Start of INPUT RECORDS

pub mod catalog;
pub mod config;
pub mod constants;
#[cfg(feature = "db")]
pub mod db;
pub mod domain;
pub mod error;
pub mod labels;
pub mod logging;
pub mod seed;
pub mod server;
pub mod slug;
pub mod storage;
pub mod upload;
pub mod validation;
pub mod web;
pub mod in_memory;
pub mod traits;

#[cfg(feature = "db")]
pub mod database;

pub use in_memory::InMemoryStorage;
pub use traits::{sort_lessons, Storage};

#[cfg(feature = "db")]
pub use database::DatabaseStorage;

use crate::config::StorageConfig;
use crate::error::Result;
use std::sync::Arc;

/// Opens the configured backend: the SQLite file with the `db` feature, memory otherwise.
pub async fn open_storage(config: &StorageConfig) -> Result<Arc<dyn Storage>> {
    #[cfg(feature = "db")]
    {
        let storage = DatabaseStorage::open(&config.database_path).await?;
        Ok(Arc::new(storage))
    }

    #[cfg(not(feature = "db"))]
    {
        tracing::warn!(
            "Built without the `db` feature; data in {} is not used and changes are kept in memory",
            config.database_path.display()
        );
        Ok(Arc::new(InMemoryStorage::new()))
    }
}
/// Database storage implementation using libSQL over a local SQLite file
pub struct DatabaseStorage {
    db: DatabaseManager,
}

impl DatabaseStorage {
    /// Opens the database and brings the schema up to date.
    pub async fn open(path: impl AsRef<Path>) -> Result<Self> {
        let db = DatabaseManager::open(path).await?;
        db.run_migrations().await?;
        info!("Database storage ready at {}", db.path().display());
        Ok(Self { db })
    }

    async fn query_all<T>(
        &self,
        sql: &str,
        params: Vec<Value>,
        convert: fn(&Row) -> Result<T>,
    ) -> Result<Vec<T>> {
        let conn = self.db.get_connection().await?;
        let mut rows = conn.query(sql, params).await.map_err(db_error("query"))?;
        collect_rows(&mut rows, convert).await
    }

    async fn query_one<T>(
        &self,
        sql: &str,
        params: Vec<Value>,
        convert: fn(&Row) -> Result<T>,
    ) -> Result<Option<T>> {
        Ok(self.query_all(sql, params, convert).await?.into_iter().next())
    }

    async fn count(&self, sql: &str, params: Vec<Value>) -> Result<usize> {
        let counts = self.query_all(sql, params, |row| int(row, 0)).await?;
        Ok(counts.into_iter().next().unwrap_or_default().max(0) as usize)
    }

    /// Runs an INSERT and returns the new row id.
    async fn insert(&self, what: &str, sql: &str, params: Vec<Value>) -> Result<i64> {
        let conn = self.db.get_connection().await?;
        conn.execute(sql, params).await.map_err(write_error(what))?;
        Ok(conn.last_insert_rowid())
    }

    async fn execute(&self, what: &str, sql: &str, params: Vec<Value>) -> Result<u64> {
        let conn = self.db.get_connection().await?;
        conn.execute(sql, params).await.map_err(write_error(what))
    }
}

// Conversion helpers

fn db_error(context: &'static str) -> impl Fn(libsql::Error) -> AcademyError {
    move |e| AcademyError::Database {
        message: format!("Failed to {context}: {e}"),
    }
}

/// Constraint failures become client errors; everything else is a database error.
fn write_error(what: &str) -> impl Fn(libsql::Error) -> AcademyError + '_ {
    move |e| {
        let message = e.to_string();
        if message.contains("UNIQUE constraint failed") {
            AcademyError::conflict(format!("{what} already exists"))
        } else if message.contains("FOREIGN KEY constraint failed") {
            AcademyError::conflict(format!("{what} references missing or dependent rows"))
        } else {
            AcademyError::Database {
                message: format!("Failed to write {what}: {message}"),
            }
        }
    }
}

End of INPUT RECORDS

**AIM OF THE TASK**
Locate the word "crate" in the entries, and copy every line where it is found.

**RESPONSE FOR THIS EXERCISE**
use crate::config::StorageConfig;
use crate::error::Result;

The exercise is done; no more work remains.